WORK REQUEST: For the records below, count the lines containing the word "anyhow" and reply with the number alone.

INPUT FOR THIS TASK:

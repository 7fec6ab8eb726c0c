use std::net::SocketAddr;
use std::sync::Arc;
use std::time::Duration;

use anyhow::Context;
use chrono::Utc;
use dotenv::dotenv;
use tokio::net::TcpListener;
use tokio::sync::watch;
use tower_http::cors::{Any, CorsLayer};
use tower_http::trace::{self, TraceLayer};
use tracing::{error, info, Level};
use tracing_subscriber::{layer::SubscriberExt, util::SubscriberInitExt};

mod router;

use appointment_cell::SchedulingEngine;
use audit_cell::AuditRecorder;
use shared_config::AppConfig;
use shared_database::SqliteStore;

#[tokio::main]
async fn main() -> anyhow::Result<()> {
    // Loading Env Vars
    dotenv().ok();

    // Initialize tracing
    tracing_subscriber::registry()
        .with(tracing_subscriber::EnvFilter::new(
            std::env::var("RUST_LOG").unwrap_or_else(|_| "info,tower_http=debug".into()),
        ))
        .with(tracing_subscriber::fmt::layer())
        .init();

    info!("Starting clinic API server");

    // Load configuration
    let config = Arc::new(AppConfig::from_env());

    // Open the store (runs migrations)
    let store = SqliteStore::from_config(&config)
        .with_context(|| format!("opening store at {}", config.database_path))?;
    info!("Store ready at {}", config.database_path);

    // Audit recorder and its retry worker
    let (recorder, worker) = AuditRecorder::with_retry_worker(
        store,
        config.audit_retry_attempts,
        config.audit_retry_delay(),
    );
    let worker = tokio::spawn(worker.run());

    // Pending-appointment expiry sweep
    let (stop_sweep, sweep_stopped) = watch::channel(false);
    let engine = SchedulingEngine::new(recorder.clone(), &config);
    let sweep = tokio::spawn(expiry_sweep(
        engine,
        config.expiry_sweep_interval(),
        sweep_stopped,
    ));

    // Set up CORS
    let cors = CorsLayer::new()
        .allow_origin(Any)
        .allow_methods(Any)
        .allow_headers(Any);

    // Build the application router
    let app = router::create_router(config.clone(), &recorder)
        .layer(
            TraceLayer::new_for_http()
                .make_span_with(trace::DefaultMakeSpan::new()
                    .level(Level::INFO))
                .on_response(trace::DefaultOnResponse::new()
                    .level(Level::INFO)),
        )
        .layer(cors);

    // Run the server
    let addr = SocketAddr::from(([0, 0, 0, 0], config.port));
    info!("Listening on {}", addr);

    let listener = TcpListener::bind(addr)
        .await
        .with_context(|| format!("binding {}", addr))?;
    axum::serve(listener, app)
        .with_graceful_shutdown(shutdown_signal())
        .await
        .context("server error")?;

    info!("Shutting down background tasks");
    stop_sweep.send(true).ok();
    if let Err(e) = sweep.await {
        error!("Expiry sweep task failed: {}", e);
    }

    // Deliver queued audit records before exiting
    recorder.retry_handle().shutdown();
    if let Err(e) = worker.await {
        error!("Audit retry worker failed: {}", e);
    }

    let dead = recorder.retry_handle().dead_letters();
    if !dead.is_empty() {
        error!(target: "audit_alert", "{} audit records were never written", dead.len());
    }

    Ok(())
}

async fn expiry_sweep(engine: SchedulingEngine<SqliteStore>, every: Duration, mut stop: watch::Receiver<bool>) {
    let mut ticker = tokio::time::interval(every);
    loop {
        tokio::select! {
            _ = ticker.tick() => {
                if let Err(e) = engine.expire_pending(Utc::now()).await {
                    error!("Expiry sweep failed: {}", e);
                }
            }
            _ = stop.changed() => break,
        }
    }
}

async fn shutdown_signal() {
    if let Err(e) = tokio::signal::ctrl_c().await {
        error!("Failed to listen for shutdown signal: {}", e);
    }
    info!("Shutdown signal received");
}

---

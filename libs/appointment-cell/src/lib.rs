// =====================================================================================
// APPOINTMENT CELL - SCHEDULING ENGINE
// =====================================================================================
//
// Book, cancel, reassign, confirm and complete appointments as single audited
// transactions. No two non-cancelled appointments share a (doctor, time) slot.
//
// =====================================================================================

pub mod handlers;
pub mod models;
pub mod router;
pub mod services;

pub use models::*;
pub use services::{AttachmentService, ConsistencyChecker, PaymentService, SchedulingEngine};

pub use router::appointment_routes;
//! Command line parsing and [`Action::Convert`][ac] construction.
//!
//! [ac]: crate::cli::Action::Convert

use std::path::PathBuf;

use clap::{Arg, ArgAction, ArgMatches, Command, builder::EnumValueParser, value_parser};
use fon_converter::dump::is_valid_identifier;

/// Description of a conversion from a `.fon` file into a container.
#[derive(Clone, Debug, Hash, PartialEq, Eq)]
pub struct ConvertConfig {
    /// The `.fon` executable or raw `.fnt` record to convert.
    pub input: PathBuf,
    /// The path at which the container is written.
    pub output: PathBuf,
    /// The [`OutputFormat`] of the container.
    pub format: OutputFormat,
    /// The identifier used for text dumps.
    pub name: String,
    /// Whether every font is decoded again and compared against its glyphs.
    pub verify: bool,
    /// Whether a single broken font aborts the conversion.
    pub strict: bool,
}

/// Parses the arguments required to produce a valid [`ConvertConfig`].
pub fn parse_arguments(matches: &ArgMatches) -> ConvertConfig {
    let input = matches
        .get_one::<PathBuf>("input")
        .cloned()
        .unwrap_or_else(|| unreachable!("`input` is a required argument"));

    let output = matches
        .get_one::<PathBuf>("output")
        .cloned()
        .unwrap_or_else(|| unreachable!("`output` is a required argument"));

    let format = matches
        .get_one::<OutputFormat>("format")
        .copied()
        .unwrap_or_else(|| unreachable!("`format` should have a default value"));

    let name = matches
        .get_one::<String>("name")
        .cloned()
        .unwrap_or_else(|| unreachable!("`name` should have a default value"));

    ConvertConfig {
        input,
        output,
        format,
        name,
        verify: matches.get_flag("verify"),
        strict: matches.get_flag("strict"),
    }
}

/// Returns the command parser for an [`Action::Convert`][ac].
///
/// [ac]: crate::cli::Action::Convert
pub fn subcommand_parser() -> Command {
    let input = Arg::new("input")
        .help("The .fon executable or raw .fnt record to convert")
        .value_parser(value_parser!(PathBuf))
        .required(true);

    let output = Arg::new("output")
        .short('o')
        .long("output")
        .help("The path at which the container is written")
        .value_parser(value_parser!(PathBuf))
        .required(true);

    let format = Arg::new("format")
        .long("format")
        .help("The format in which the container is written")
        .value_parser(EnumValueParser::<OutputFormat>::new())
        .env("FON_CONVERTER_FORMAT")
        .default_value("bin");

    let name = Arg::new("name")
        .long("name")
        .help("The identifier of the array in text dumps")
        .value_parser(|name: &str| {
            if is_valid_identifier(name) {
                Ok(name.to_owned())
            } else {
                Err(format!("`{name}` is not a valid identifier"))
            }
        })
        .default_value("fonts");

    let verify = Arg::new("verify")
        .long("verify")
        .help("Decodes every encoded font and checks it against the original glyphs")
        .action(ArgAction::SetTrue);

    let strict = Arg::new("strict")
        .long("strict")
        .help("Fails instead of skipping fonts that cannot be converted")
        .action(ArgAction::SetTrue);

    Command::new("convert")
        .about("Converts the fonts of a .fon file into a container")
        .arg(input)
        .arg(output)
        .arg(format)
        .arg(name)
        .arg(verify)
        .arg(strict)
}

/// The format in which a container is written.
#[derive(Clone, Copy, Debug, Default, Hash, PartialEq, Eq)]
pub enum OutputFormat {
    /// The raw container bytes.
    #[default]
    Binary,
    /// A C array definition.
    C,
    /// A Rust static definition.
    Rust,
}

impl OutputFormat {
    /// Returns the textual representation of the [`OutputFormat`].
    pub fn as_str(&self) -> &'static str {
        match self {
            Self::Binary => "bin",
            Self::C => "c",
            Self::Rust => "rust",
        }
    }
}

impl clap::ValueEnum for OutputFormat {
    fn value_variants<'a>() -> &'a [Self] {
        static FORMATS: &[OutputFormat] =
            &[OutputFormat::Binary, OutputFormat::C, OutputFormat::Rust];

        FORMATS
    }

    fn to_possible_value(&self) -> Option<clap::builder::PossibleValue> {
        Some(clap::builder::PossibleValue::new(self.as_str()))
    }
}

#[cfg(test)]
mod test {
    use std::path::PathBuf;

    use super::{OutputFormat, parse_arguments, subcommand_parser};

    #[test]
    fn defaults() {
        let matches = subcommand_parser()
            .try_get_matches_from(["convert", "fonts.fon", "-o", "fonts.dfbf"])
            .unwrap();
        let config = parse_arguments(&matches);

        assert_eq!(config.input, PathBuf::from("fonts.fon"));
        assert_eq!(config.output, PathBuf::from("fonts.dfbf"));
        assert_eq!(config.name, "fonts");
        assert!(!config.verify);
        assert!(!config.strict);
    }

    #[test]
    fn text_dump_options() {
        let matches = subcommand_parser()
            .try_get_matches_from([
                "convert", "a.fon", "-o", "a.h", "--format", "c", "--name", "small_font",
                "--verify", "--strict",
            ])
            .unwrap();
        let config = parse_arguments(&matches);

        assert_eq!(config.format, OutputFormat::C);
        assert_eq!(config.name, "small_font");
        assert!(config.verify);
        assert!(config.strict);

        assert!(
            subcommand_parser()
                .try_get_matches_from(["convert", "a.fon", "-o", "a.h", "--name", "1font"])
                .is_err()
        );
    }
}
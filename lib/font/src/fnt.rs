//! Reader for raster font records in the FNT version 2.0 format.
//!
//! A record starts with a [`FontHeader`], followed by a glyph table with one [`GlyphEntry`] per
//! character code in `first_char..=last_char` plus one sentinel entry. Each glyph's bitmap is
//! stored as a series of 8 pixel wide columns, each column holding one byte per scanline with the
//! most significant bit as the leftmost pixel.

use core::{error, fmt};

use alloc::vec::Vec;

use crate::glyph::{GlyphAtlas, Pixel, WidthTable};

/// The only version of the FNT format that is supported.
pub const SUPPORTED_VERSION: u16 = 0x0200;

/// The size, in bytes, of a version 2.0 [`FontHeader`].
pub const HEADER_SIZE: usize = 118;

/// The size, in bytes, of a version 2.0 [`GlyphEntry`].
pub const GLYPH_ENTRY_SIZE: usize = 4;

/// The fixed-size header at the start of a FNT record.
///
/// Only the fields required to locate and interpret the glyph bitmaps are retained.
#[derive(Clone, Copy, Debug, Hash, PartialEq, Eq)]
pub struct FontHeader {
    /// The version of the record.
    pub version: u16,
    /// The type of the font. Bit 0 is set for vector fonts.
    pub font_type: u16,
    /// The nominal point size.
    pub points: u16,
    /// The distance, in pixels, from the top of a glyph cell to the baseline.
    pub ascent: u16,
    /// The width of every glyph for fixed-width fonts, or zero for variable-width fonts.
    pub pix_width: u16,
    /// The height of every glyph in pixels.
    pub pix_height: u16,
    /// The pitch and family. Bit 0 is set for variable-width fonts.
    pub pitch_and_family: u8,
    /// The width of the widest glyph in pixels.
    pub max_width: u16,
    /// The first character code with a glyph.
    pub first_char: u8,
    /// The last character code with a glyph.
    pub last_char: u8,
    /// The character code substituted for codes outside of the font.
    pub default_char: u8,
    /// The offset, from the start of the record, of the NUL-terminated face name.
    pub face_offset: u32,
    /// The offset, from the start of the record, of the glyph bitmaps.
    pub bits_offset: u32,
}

TASK SOLUTION: 2